INSTRUCTIONS FOR THE TASK
Each line from the one containing "page_size=Signal::derive(move || params.with(|p|" through the end of the records below must be repeated exactly, and no other line.

DATA FOR REVIEW
= Beginning of Section =
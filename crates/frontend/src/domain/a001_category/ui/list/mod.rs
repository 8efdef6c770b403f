use crate::domain::a001_category::api;
use crate::shared::components::table::{
    SortableHeaderCell, TableCellCheckbox, TableHeaderCheckbox, SKELETON_ROWS,
};
use crate::shared::components::{
    ConfirmDialog, ErrorBanner, PageHeader, PaginationControls, SavedSearchTabs, SearchField,
};
use crate::shared::document::set_title;
use crate::shared::icons::icon;
use crate::shared::loader::Loader;
use crate::shared::mutation::MutationRunner;
use crate::shared::saved_searches::create_saved_searches;
use crate::shared::url_state::{use_query_state, RouterNavigator};
use contracts::domain::a001_category::dto::{
    CategoryListItem, RootCategoriesData, RootCategoriesVariables,
};
use contracts::domain::a001_category::urls::{
    category_add_url, category_list_url, category_url, CategoryListDialog, CategoryListFilter,
    CategoryListParams, CategoryListSortField,
};
use contracts::shared::grid::Selection;
use contracts::shared::list_view::{PageControls, PageInfo, TabAction};
use leptos::prelude::*;
use thaw::*;

const CATEGORIES_TITLE: &str = "Categories";

/// localStorage key of the saved searches
const CATEGORY_SEARCHES_STORAGE_KEY: &str = "categoryListFilters";

fn count_label(count: Option<u32>) -> String {
    count.map(|c| c.to_string()).unwrap_or_else(|| "-".to_string())
}

fn bulk_delete_message(count: usize) -> String {
    match count {
        1 => "Are you sure you want to delete this category?".to_string(),
        n => format!("Are you sure you want to delete {} categories?", n),
    }
}

/// `/categories`: root categories with search, sorting and bulk delete
#[component]
pub fn CategoryListPage() -> impl IntoView {
    set_title(CATEGORIES_TITLE);

    let navigator = RouterNavigator::new();
    let searches = create_saved_searches(CATEGORY_SEARCHES_STORAGE_KEY);
    let query = use_query_state::<CategoryListParams>();
    // a selected preset overrides the filters of the address bar
    let params = Memo::new(move |_| searches.with(|s| query.get().with_saved_search_applied(s)));
    let loader = Loader::<RootCategoriesData>::new();
    let selection = RwSignal::new(Selection::default());
    let mutations = MutationRunner::new();

    let apply = move |next: CategoryListParams| navigator.go(&category_list_url(Some(&next)));

    // dialogs do not take part in the query, opening one does not refetch
    let variables = Memo::new(move |_| RootCategoriesVariables::from_params(&params.get()));
    Effect::new(move |_| {
        let variables = variables.get();
        selection.set(Selection::default());
        loader.load(api::fetch_root_categories(variables));
    });
    let reload = move || loader.load(api::fetch_root_categories(variables.get_untracked()));

    // `None` until the first response arrives
    let rows = Signal::derive(move || {
        loader.data.with(|data| {
            data.as_ref()
                .and_then(|d| d.categories.as_ref())
                .map(|c| c.nodes())
        })
    });
    let page_info = Signal::derive(move || -> Option<PageInfo> {
        loader.data.with(|data| {
            data.as_ref()
                .and_then(|d| d.categories.as_ref())
                .and_then(|c| c.page_info.clone())
        })
    });
    let loaded_ids = move || -> Vec<String> {
        rows.with(|rows| {
            rows.iter()
                .flatten()
                .map(|row| row.id.clone())
                .collect()
        })
    };

    let sort_header = move |label: &'static str, field: CategoryListSortField, right: bool| {
        view! {
            <SortableHeaderCell
                label=label
                arrow=Signal::derive(move || params.with(|p| p.sort.arrow_for(field)))
                on_sort=Callback::new(move |_| apply(params.get_untracked().with_sort_toggled(field)))
                align_right=right
            />
        }
    };

    let on_confirm_delete = Callback::new(move |_| {
        let ids = params.get_untracked().bulk_selection;
        if ids.is_empty() {
            return;
        }
        mutations.run(
            "Categories deleted",
            async move { api::bulk_delete_categories(ids).await.map(|p| p.errors) },
            move || {
                selection.try_update(|s| s.clear());
                if let Some(current) = params.try_get_untracked() {
                    apply(current.without_dialog());
                    reload();
                }
            },
        );
    });

    view! {
        <div class="page">
            <PageHeader title=CATEGORIES_TITLE.to_string()>
                <Button
                    appearance=ButtonAppearance::Primary
                    on_click=move |_| navigator.go(&category_add_url(None))
                >
                    {icon("plus")}
                    " Create category"
                </Button>
            </PageHeader>

            <ErrorBanner error=loader.error />

            <SavedSearchTabs
                searches=searches
                all_label="All categories"
                active_tab=Signal::derive(move || params.with(|p| p.active_tab.clone()))
                filters=Signal::derive(move || params.with(|p| p.filter_codes()))
                dialog=Signal::derive(move || params.with(|p| p.tab_dialog()))
                on_select=Callback::new(move |tab: Option<String>| {
                    let next = searches.with_untracked(|s| params.get_untracked().with_saved_search(s, tab.as_deref()));
                    apply(next);
                })
                on_dialog=Callback::new(move |action: Option<TabAction>| {
                    apply(params.get_untracked().with_tab_dialog(action))
                })
            />

            <div class="list-toolbar">
                <SearchField
                    value=Signal::derive(move || {
                        params.with(|p| p.filter(CategoryListFilter::Query).unwrap_or_default().to_string())
                    })
                    placeholder="Search categories"
                    on_commit=Callback::new(move |value: String| {
                        apply(params.get_untracked().with_filter(CategoryListFilter::Query, value))
                    })
                />
                <Show when=move || selection.with(|s| !s.is_empty())>
                    <Button
                        appearance=ButtonAppearance::Secondary
                        on_click=move |_| {
                            let ids = selection.with_untracked(|s| s.ids().to_vec());
                            apply(params.get_untracked().with_bulk_dialog(CategoryListDialog::Remove, ids));
                        }
                    >
                        {icon("delete")}
                        {move || format!(" Delete ({})", selection.with(|s| s.len()))}
                    </Button>
                </Show>
            </div>

            <Table class="list-table">
                <TableHeader>
                    <TableRow>
                        <TableHeaderCheckbox
                            state=Signal::derive(move || {
                                let ids = loaded_ids();
                                selection.with(|s| s.header_state(ids.iter().map(String::as_str)))
                            })
                            disabled=Signal::derive(move || rows.with(|r| r.is_none()))
                            on_toggle=Callback::new(move |_| {
                                let ids = loaded_ids();
                                selection.update(|s| s.toggle_all(ids.iter().map(String::as_str)));
                            })
                        />
                        {sort_header("Category name", CategoryListSortField::Name, false)}
                        {sort_header("Subcategories", CategoryListSortField::SubcategoryCount, true)}
                        {sort_header("Number of products", CategoryListSortField::ProductCount, true)}
                    </TableRow>
                </TableHeader>
                <TableBody>
                    {move || match rows.get() {
                        None => (0..SKELETON_ROWS)
                            .map(|_| view! {
                                <TableRow>
                                    <TableCellCheckbox
                                        checked=Signal::derive(|| false)
                                        disabled=true
                                        on_change=Callback::new(|_| {})
                                    />
                                    <TableCell><span class="skeleton skeleton--text"></span></TableCell>
                                    <TableCell><span class="skeleton skeleton--text"></span></TableCell>
                                    <TableCell><span class="skeleton skeleton--text"></span></TableCell>
                                </TableRow>
                            })
                            .collect_view()
                            .into_any(),
                        Some(rows) if rows.is_empty() => view! {
                            <TableRow>
                                <TableCell attr:colspan="4" class="table__empty">"No categories found"</TableCell>
                            </TableRow>
                        }
                        .into_any(),
                        Some(rows) => rows
                            .into_iter()
                            .map(|row: CategoryListItem| {
                                let id = row.id.clone();
                                let check_id = row.id.clone();
                                let toggle_id = row.id.clone();
                                let name = row.name.clone();
                                let subcategory_count = count_label(row.subcategory_count());
                                let product_count = count_label(row.product_count());
                                view! {
                                    <TableRow
                                        class="table__row--clickable"
                                        on:click=move |_| navigator.go(&category_url(&id, None))
                                    >
                                        <TableCellCheckbox
                                            checked=Signal::derive(move || selection.with(|s| s.is_selected(&check_id)))
                                            on_change=Callback::new(move |checked| {
                                                selection.update(|s| s.set(&toggle_id, checked))
                                            })
                                        />
                                        <TableCell>{name.clone()}</TableCell>
                                        <TableCell class="text-right">{subcategory_count.clone()}</TableCell>
                                        <TableCell class="text-right">{product_count.clone()}</TableCell>
                                    </TableRow>
                                }
                            })
                            .collect_view()
                            .into_any(),
                    }}
                </TableBody>
            </Table>

            <PaginationControls
                controls=Signal::derive(move || {
                    page_info.with(|info| PageControls::new(info.as_ref(), loader.loading.get()))
                })
                page_size=Signal::derive(move || params.with(|p| p.pagination.page_size()))
                on_previous=Callback::new(move |_| {
                    let current = params.get_untracked();
                    if let Some(pagination) = page_info
                        .get_untracked()
                        .and_then(|info| current.pagination.previous_page(&info))
                    {
                        apply(CategoryListParams { pagination, ..current });
                    }
                })
                on_next=Callback::new(move |_| {
                    let current = params.get_untracked();
                    if let Some(pagination) = page_info
                        .get_untracked()
                        .and_then(|info| current.pagination.next_page(&info))
                    {
                        apply(CategoryListParams { pagination, ..current });
                    }
                })
                on_page_size_change=Callback::new(move |rows| apply(params.get_untracked().with_page_size(rows)))
            />

            <ConfirmDialog
                open=Signal::derive(move || params.with(|p| p.is_dialog_open(CategoryListDialog::Remove)))
                title="Delete categories"
                message=Signal::derive(move || params.with(|p| bulk_delete_message(p.bulk_selection.len())))
                confirm_label="Delete"
                busy=mutations.busy
                on_confirm=on_confirm_delete
                on_close=Callback::new(move |_| apply(params.get_untracked().without_dialog()))
            />
        </div>
    }
}

#[cfg(test)]
mod tests {
    use super::*;

    #[test]
    fn test_count_label() {
        assert_eq!(count_label(Some(3)), "3");
        assert_eq!(count_label(None), "-");
    }

    #[test]
    fn test_bulk_delete_message() {
        assert_eq!(
            bulk_delete_message(1),
            "Are you sure you want to delete this category?"
        );
        assert_eq!(
            bulk_delete_message(4),
            "Are you sure you want to delete 4 categories?"
        );
    }
}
= End of Section =
RESPONSE AREA
                page_size=Signal::derive(move || params.with(|p| p.pagination.page_size()))
                on_previous=Callback::new(move |_| {
                    let current = params.get_untracked();
                    if let Some(pagination) = page_info
                        .get_untracked()
                        .and_then(|info| current.pagination.previous_page(&info))
                    {
                        apply(CategoryListParams { pagination, ..current });
                    }
                })
                on_next=Callback::new(move |_| {
                    let current = params.get_untracked();
                    if let Some(pagination) = page_info
                        .get_untracked()
                        .and_then(|info| current.pagination.next_page(&info))
                    {
                        apply(CategoryListParams { pagination, ..current });
                    }
                })
                on_page_size_change=Callback::new(move |rows| apply(params.get_untracked().with_page_size(rows)))
            />

            <ConfirmDialog
                open=Signal::derive(move || params.with(|p| p.is_dialog_open(CategoryListDialog::Remove)))
                title="Delete categories"
                message=Signal::derive(move || params.with(|p| bulk_delete_message(p.bulk_selection.len())))
                confirm_label="Delete"
                busy=mutations.busy
                on_confirm=on_confirm_delete
                on_close=Callback::new(move |_| apply(params.get_untracked().without_dialog()))
            />
        </div>
    }
}

#[cfg(test)]
mod tests {
    use super::*;

    #[test]
    fn test_count_label() {
        assert_eq!(count_label(Some(3)), "3");
        assert_eq!(count_label(None), "-");
    }

    #[test]
    fn test_bulk_delete_message() {
        assert_eq!(
            bulk_delete_message(1),
            "Are you sure you want to delete this category?"
        );
        assert_eq!(
            bulk_delete_message(4),
            "Are you sure you want to delete 4 categories?"
        );
    }
}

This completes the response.